What is needed: When you answer, restate the entries below without altering anything.

Records to process:
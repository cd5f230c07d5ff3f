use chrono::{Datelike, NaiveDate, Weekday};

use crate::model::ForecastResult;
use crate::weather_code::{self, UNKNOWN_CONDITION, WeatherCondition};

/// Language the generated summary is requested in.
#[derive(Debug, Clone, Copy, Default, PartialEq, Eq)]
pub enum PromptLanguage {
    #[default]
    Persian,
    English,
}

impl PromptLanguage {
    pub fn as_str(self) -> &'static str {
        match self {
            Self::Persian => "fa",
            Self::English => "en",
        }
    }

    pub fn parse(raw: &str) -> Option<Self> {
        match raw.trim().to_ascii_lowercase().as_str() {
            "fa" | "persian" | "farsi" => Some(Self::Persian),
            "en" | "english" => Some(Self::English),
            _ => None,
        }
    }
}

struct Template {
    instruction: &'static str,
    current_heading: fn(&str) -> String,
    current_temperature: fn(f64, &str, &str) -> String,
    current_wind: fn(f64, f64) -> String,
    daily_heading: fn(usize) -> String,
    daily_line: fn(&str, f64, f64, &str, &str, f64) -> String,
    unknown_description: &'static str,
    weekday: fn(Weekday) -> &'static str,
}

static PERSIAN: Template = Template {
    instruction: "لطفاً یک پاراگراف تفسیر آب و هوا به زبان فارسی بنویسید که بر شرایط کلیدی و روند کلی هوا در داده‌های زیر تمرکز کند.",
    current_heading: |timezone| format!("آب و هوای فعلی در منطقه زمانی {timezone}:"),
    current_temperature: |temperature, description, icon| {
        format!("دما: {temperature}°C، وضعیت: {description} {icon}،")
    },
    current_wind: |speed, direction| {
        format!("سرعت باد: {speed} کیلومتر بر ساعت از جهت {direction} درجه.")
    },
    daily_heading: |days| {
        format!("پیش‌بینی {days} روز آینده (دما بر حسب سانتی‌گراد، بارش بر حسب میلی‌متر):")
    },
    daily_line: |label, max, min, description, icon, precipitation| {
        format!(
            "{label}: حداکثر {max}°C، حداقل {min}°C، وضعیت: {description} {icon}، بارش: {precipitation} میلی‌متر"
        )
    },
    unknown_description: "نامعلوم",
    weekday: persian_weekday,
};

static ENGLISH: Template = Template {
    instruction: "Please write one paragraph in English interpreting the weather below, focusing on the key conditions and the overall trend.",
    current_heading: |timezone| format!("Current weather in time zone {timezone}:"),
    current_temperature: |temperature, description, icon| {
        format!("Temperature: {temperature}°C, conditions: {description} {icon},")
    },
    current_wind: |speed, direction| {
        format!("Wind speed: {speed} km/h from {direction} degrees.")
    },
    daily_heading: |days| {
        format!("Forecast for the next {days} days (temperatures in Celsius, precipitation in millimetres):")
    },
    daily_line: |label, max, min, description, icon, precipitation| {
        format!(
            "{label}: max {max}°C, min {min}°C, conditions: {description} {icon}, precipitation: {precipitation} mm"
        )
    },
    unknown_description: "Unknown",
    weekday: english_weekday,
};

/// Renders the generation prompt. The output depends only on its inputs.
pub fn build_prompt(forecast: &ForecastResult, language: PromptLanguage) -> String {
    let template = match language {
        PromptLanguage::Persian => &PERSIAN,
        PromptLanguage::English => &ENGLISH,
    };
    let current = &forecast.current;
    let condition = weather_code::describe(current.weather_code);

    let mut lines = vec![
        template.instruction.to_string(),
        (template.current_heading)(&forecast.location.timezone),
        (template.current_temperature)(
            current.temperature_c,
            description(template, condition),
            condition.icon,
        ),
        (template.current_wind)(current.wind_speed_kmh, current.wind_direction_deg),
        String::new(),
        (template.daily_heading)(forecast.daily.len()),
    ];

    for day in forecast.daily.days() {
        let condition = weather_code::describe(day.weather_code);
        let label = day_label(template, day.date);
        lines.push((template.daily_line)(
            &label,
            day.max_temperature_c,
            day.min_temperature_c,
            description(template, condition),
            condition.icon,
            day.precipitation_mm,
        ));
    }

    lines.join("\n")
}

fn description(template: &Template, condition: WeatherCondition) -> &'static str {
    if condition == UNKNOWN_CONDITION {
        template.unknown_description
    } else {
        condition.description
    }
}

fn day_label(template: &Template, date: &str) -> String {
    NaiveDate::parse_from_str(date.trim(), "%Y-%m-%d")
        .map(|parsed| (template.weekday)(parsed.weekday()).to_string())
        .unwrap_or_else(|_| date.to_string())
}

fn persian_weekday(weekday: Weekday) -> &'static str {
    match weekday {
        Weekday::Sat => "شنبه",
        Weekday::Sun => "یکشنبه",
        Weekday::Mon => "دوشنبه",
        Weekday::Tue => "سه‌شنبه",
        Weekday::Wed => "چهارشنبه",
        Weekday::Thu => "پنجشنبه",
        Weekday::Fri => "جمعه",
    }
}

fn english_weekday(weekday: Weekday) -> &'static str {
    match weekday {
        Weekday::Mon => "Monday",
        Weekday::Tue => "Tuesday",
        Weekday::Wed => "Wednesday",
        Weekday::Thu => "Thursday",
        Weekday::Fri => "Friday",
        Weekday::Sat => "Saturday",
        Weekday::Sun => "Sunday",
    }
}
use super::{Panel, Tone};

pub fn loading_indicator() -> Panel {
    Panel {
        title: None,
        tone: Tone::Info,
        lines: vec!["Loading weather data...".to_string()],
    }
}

Answer to this task:
repository cd5f230c07d5ff3f
use chrono::{Datelike, NaiveDate, Weekday};

use crate::model::ForecastResult;
use crate::weather_code::{self, UNKNOWN_CONDITION, WeatherCondition};

/// Language the generated summary is requested in.
#[derive(Debug, Clone, Copy, Default, PartialEq, Eq)]
pub enum PromptLanguage {
    #[default]
    Persian,
    English,
}

impl PromptLanguage {
    pub fn as_str(self) -> &'static str {
        match self {
            Self::Persian => "fa",
            Self::English => "en",
        }
    }

    pub fn parse(raw: &str) -> Option<Self> {
        match raw.trim().to_ascii_lowercase().as_str() {
            "fa" | "persian" | "farsi" => Some(Self::Persian),
            "en" | "english" => Some(Self::English),
            _ => None,
        }
    }
}

struct Template {
    instruction: &'static str,
    current_heading: fn(&str) -> String,
    current_temperature: fn(f64, &str, &str) -> String,
    current_wind: fn(f64, f64) -> String,
    daily_heading: fn(usize) -> String,
    daily_line: fn(&str, f64, f64, &str, &str, f64) -> String,
    unknown_description: &'static str,
    weekday: fn(Weekday) -> &'static str,
}

static PERSIAN: Template = Template {
    instruction: "لطفاً یک پاراگراف تفسیر آب و هوا به زبان فارسی بنویسید که بر شرایط کلیدی و روند کلی هوا در داده‌های زیر تمرکز کند.",
    current_heading: |timezone| format!("آب و هوای فعلی در منطقه زمانی {timezone}:"),
    current_temperature: |temperature, description, icon| {
        format!("دما: {temperature}°C، وضعیت: {description} {icon}،")
    },
    current_wind: |speed, direction| {
        format!("سرعت باد: {speed} کیلومتر بر ساعت از جهت {direction} درجه.")
    },
    daily_heading: |days| {
        format!("پیش‌بینی {days} روز آینده (دما بر حسب سانتی‌گراد، بارش بر حسب میلی‌متر):")
    },
    daily_line: |label, max, min, description, icon, precipitation| {
        format!(
            "{label}: حداکثر {max}°C، حداقل {min}°C، وضعیت: {description} {icon}، بارش: {precipitation} میلی‌متر"
        )
    },
    unknown_description: "نامعلوم",
    weekday: persian_weekday,
};

static ENGLISH: Template = Template {
    instruction: "Please write one paragraph in English interpreting the weather below, focusing on the key conditions and the overall trend.",
    current_heading: |timezone| format!("Current weather in time zone {timezone}:"),
    current_temperature: |temperature, description, icon| {
        format!("Temperature: {temperature}°C, conditions: {description} {icon},")
    },
    current_wind: |speed, direction| {
        format!("Wind speed: {speed} km/h from {direction} degrees.")
    },
    daily_heading: |days| {
        format!("Forecast for the next {days} days (temperatures in Celsius, precipitation in millimetres):")
    },
    daily_line: |label, max, min, description, icon, precipitation| {
        format!(
            "{label}: max {max}°C, min {min}°C, conditions: {description} {icon}, precipitation: {precipitation} mm"
        )
    },
    unknown_description: "Unknown",
    weekday: english_weekday,
};

/// Renders the generation prompt. The output depends only on its inputs.
pub fn build_prompt(forecast: &ForecastResult, language: PromptLanguage) -> String {
    let template = match language {
        PromptLanguage::Persian => &PERSIAN,
        PromptLanguage::English => &ENGLISH,
    };
    let current = &forecast.current;
    let condition = weather_code::describe(current.weather_code);

    let mut lines = vec![
        template.instruction.to_string(),
        (template.current_heading)(&forecast.location.timezone),
        (template.current_temperature)(
            current.temperature_c,
            description(template, condition),
            condition.icon,
        ),
        (template.current_wind)(current.wind_speed_kmh, current.wind_direction_deg),
        String::new(),
        (template.daily_heading)(forecast.daily.len()),
    ];

    for day in forecast.daily.days() {
        let condition = weather_code::describe(day.weather_code);
        let label = day_label(template, day.date);
        lines.push((template.daily_line)(
            &label,
            day.max_temperature_c,
            day.min_temperature_c,
            description(template, condition),
            condition.icon,
            day.precipitation_mm,
        ));
    }

    lines.join("\n")
}

fn description(template: &Template, condition: WeatherCondition) -> &'static str {
    if condition == UNKNOWN_CONDITION {
        template.unknown_description
    } else {
        condition.description
    }
}

fn day_label(template: &Template, date: &str) -> String {
    NaiveDate::parse_from_str(date.trim(), "%Y-%m-%d")
        .map(|parsed| (template.weekday)(parsed.weekday()).to_string())
        .unwrap_or_else(|_| date.to_string())
}

fn persian_weekday(weekday: Weekday) -> &'static str {
    match weekday {
        Weekday::Sat => "شنبه",
        Weekday::Sun => "یکشنبه",
        Weekday::Mon => "دوشنبه",
        Weekday::Tue => "سه‌شنبه",
        Weekday::Wed => "چهارشنبه",
        Weekday::Thu => "پنجشنبه",
        Weekday::Fri => "جمعه",
    }
}

fn english_weekday(weekday: Weekday) -> &'static str {
    match weekday {
        Weekday::Mon => "Monday",
        Weekday::Tue => "Tuesday",
        Weekday::Wed => "Wednesday",
        Weekday::Thu => "Thursday",
        Weekday::Fri => "Friday",
        Weekday::Sat => "Saturday",
        Weekday::Sun => "Sunday",
    }
}
use super::{Panel, Tone};

pub fn loading_indicator() -> Panel {
    Panel {
        title: None,
        tone: Tone::Info,
        lines: vec!["Loading weather data...".to_string()],
    }
}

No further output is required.